SATURDAY – TO TOWN AND
BACK UNDER MY OWN STEAM

I had arranged to have lunch in town with my aunt, and had decided to use the occasion to test out my improved health by walking there (and, I hoped, back). We had arranged to meet up at 1PM outside the Lynn Restaurant. My music session (at the Discovery Centre, which from the point of view of the walk to town is effectively the same as starting from my bungalow) ended at 12:15PM, which left me 45 minutes to reach my destination, and I had some library books with me – my plan was to take a view at the train station as to whether to divert to the library to return them or take the more direct route to my destination. When I checked the time at the station there were 20 minutes remaining, which was enough for a quick call at the library to return the books. I duly arrived outside the Lynn restaurant dead on 1PM. My aunt suggested a new restaurant which had opened up where Top Shop used to be, but when we got there it turned out that we would have a long wait for our food, so we reverted to the Lynn Restaurant. The meal was excellent, and at the end of it I felt strong enough to make the return journey on foot, and again went by way of the library to take some more books out.

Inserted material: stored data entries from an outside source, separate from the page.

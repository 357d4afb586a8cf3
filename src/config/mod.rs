//! Runtime settings.
//!
//! Settings are resolved once per invocation and passed explicitly to the
//! components that need them. Sources, highest precedence first:
//!
//! 1. command-line flags ([`SettingsOverrides`])
//! 2. environment variables ([`EnvSnapshot`])
//! 3. the configuration file ([`ConfigFile`])
//! 4. built-in defaults
//!
//! | Setting | Flag | Environment | Config key | Default |
//! |---------|------|-------------|------------|---------|
//! | dev mode | `--dev-mode` | `APPSODY_DEV_MODE` | `dev_mode` | off |
//! | local repository | `--repo-local` | `PROJECT_UTIL_REPO_LOCAL` | `local_repository` | `~/.m2/repository` |
//! | fetch timeout | `--timeout` | `PROJECT_UTIL_FETCH_TIMEOUT` | `fetch_timeout_secs` | 30 s |
//!
//! Dev mode is on if any source turns it on.

mod env;
mod global;

pub use env::{CONFIG_PATH_ENV, DEV_MODE_ENV, EnvSnapshot, FETCH_TIMEOUT_ENV, REPO_LOCAL_ENV};
pub use global::ConfigFile;

use crate::core::{ProjectUtilError, Result};
use std::path::PathBuf;
use std::time::Duration;
use tracing::debug;

/// Default fetch timeout
pub const DEFAULT_FETCH_TIMEOUT: Duration = Duration::from_secs(30);

/// Values given on the command line.
#[derive(Debug, Clone, Default, PartialEq, Eq)]
pub struct SettingsOverrides {
    /// `--dev-mode`
    pub dev_mode: bool,
    /// `--repo-local`
    pub local_repository: Option<PathBuf>,
    /// `--timeout`
    pub fetch_timeout_secs: Option<u64>,
    /// `--config`
    pub config_path: Option<PathBuf>,
}

/// Resolved runtime settings.
#[derive(Debug, Clone, PartialEq, Eq)]
pub struct Settings {
    /// Skip existence checks on descriptors and the repository location
    pub dev_mode: bool,
    /// Local artifact repository root
    pub local_repository: PathBuf,
    /// Timeout for each fetch
    pub fetch_timeout: Duration,
}

impl Settings {
    /// Load the configuration file and resolve settings from all sources.
    ///
    /// # Errors
    ///
    /// Configuration file errors, plus everything [`Settings::resolve`] reports.
    pub async fn load(overrides: &SettingsOverrides, env: &EnvSnapshot) -> Result<Self> {
        let explicit = overrides.config_path.as_deref().or(env.config_path.as_deref());
        let file = ConfigFile::load(explicit).await?;
        Self::resolve(overrides, env, &file)
    }

    /// Combine already-loaded sources.
    ///
    /// # Errors
    ///
    /// [`ProjectUtilError::ConfigError`] for a malformed or zero timeout, or
    /// when no repository is configured and the home directory is unknown.
    pub fn resolve(
        overrides: &SettingsOverrides,
        env: &EnvSnapshot,
        file: &ConfigFile,
    ) -> Result<Self> {
        let dev_mode = overrides.dev_mode || env.dev_mode || file.dev_mode.unwrap_or(false);

        let local_repository = match overrides
            .local_repository
            .clone()
            .or_else(|| env.local_repository.clone())
            .or_else(|| file.local_repository.clone())
        {
            Some(path) => path,
            None => default_local_repository()?,
        };

        let env_timeout = env
            .fetch_timeout
            .as_deref()
            .map(|raw| {
                raw.trim().parse::<u64>().map_err(|_| ProjectUtilError::ConfigError {
                    message: format!("{FETCH_TIMEOUT_ENV} must be a whole number of seconds, got '{raw}'"),
                })
            })
            .transpose()?;
        let fetch_timeout = match overrides.fetch_timeout_secs.or(env_timeout).or(file.fetch_timeout_secs)
        {
            Some(0) => {
                return Err(ProjectUtilError::ConfigError {
                    message: "fetch timeout must be greater than zero".to_string(),
                });
            }
            Some(secs) => Duration::from_secs(secs),
            None => DEFAULT_FETCH_TIMEOUT,
        };

        let settings = Self {
            dev_mode,
            local_repository,
            fetch_timeout,
        };
        debug!("Resolved settings: {:?}", settings);
        Ok(settings)
    }
}

/// `~/.m2/repository`
///
/// # Errors
///
/// [`ProjectUtilError::ConfigError`] if the home directory is unknown.
pub fn default_local_repository() -> Result<PathBuf> {
    let home = dirs::home_dir().ok_or_else(|| ProjectUtilError::ConfigError {
        message: "Unable to determine home directory".to_string(),
    })?;
    Ok(home.join(".m2").join("repository"))
}
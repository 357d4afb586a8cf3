//! Command-line interface for project-util.
//!
//! Each subcommand is one build-pipeline check. A check that passes exits
//! with status 0; any failure is rendered by `main` and exits with status 1.
//!
//! # Commands
//!
//! - `check-version` - Require a version to lie within a version range
//! - `check-parent-pom` - Require a child descriptor to reference a parent
//!   descriptor, installing the parent into the local repository if needed
//! - `gen-cksum` - Print the checksum of a file
//! - `verify-file` - Verify a file against a published checksum, optionally
//!   replacing it from a reference copy
//!
//! # Global Options
//!
//! - `--verbose` / `-v` - Debug logging
//! - `--quiet` / `-q` - Errors only
//! - `--config` / `-c` - Configuration file
//! - `--dev-mode` - Skip descriptor and repository existence checks
//! - `--timeout` - Fetch timeout in seconds
//!
//! `RUST_LOG`, when set, takes precedence over `--verbose` and `--quiet`.
//!
//! # Examples
//!
//! ```bash
//! project-util check-version --range "[0.3,0.4)" --version 0.3.7
//! project-util check-parent-pom --parent-path stack/pom.xml --child-path app/pom.xml
//! project-util gen-cksum --file-path target/app.jar
//! project-util verify-file --file-path target/app.jar \
//!     --cksum-url https://example.com/app.jar.md5 \
//!     --ref-url https://example.com/app.jar --replace-on-fail
//! ```

mod check_parent;
mod check_version;
mod gen_cksum;
mod verify_file;


use crate::config::{EnvSnapshot, Settings, SettingsOverrides};
use anyhow::Result;
use clap::{Parser, Subcommand};
use std::path::PathBuf;
use tracing_subscriber::EnvFilter;

/// Runtime configuration derived from global flags.
#[derive(Debug, Clone, Default)]
pub struct CliConfig {
    /// Log filter used when `RUST_LOG` is not set
    pub log_level: String,

    /// Command-line settings overrides
    pub overrides: SettingsOverrides,
}

impl CliConfig {
    /// Install the stderr log subscriber. Later calls are no-ops.
    pub fn init_logging(&self) {
        let filter = EnvFilter::try_from_default_env()
            .unwrap_or_else(|_| EnvFilter::new(&self.log_level));

        let _ = tracing_subscriber::fmt()
            .with_env_filter(filter)
            .with_writer(std::io::stderr)
            .with_target(false)
            .try_init();
    }

    /// Resolve settings from the overrides, the environment and the config file.
    ///
    /// # Errors
    ///
    /// Invalid environment values or an unreadable or invalid config file.
    pub async fn settings(&self) -> Result<Settings> {
        let env = EnvSnapshot::capture();
        Ok(Settings::load(&self.overrides, &env).await?)
    }
}

/// Build-pipeline consistency checks.
#[derive(Parser)]
#[command(
    name = "project-util",
    about = "Build-pipeline consistency checks",
    version,
    long_about = "Checks version ranges, parent descriptor references and file integrity for build pipelines."
)]
pub struct Cli {
    #[command(subcommand)]
    command: Commands,

    /// Enable debug logging
    #[arg(short, long, global = true, conflicts_with = "quiet")]
    verbose: bool,

    /// Only log errors
    #[arg(short, long, global = true)]
    quiet: bool,

    /// Path to the configuration file
    #[arg(short, long, global = true)]
    config: Option<PathBuf>,

    /// Skip existence checks for descriptors and the local repository
    #[arg(long, global = true)]
    dev_mode: bool,

    /// Timeout in seconds for fetching checksums and reference copies
    #[arg(long, global = true, value_name = "SECS")]
    timeout: Option<u64>,
}

#[derive(Subcommand)]
enum Commands {
    /// Require a version to lie within a version range
    CheckVersion(check_version::CheckVersionCommand),

    /// Require a child descriptor to reference a parent descriptor
    CheckParentPom(check_parent::CheckParentPomCommand),

    /// Print the MD5 checksum of a file
    GenCksum(gen_cksum::GenCksumCommand),

    /// Verify a file against a published checksum
    VerifyFile(verify_file::VerifyFileCommand),
}

impl Cli {
    /// Initialise logging, resolve settings and run the selected command.
    ///
    /// # Errors
    ///
    /// Any settings or command failure.
    pub async fn execute(self) -> Result<()> {
        let config = self.build_config();
        config.init_logging();
        self.execute_with_config(config).await
    }

    /// Translate global flags (and command-specific setting flags) into a
    /// [`CliConfig`].
    #[must_use]
    pub fn build_config(&self) -> CliConfig {
        let log_level = if self.verbose {
            "debug"
        } else if self.quiet {
            "error"
        } else {
            "info"
        };

        let local_repository = match &self.command {
            Commands::CheckParentPom(cmd) => cmd.repo_local.clone(),
            _ => None,
        };

        CliConfig {
            log_level: log_level.to_string(),
            overrides: SettingsOverrides {
                dev_mode: self.dev_mode,
                local_repository,
                fetch_timeout_secs: self.timeout,
                config_path: self.config.clone(),
            },
        }
    }

    /// Run the selected command with an already-built configuration.
    ///
    /// # Errors
    ///
    /// Any command failure. Settings are only resolved, and can only fail,
    /// for commands that use them.
    pub async fn execute_with_config(self, config: CliConfig) -> Result<()> {
        match self.command {
            Commands::CheckVersion(cmd) => cmd.execute(),
            Commands::GenCksum(cmd) => cmd.execute().await,
            Commands::CheckParentPom(cmd) => cmd.execute(&config.settings().await?),
            Commands::VerifyFile(cmd) => cmd.execute(&config.settings().await?).await,
        }
    }
}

I was very tired by the time I arrived home, but for the first time since becoming ill I had walked to and from the Town centre unassisted.

CODA: THIS MORNING

This morning once my carer had called I went out for a walk, and emboldened by yesterday, I went to The Walks, heading as far as the Vancouver Garden, where the bandstand is located, before returning by a different route – taking the path the St John’s Walk, and then heading along Tennyson Avenue, crossing the main road at the lights and taking a cut through to Columbia Way that I have known for some time although not used in a while – it involves several short sections of firm but unsurfaced road which can be traversed in one by a pedestrian but not by a motorist.

LINKS AND PHOTOGRAPHS

I have a few links to share before we get to my usual sign off:

Now for my usual sign off…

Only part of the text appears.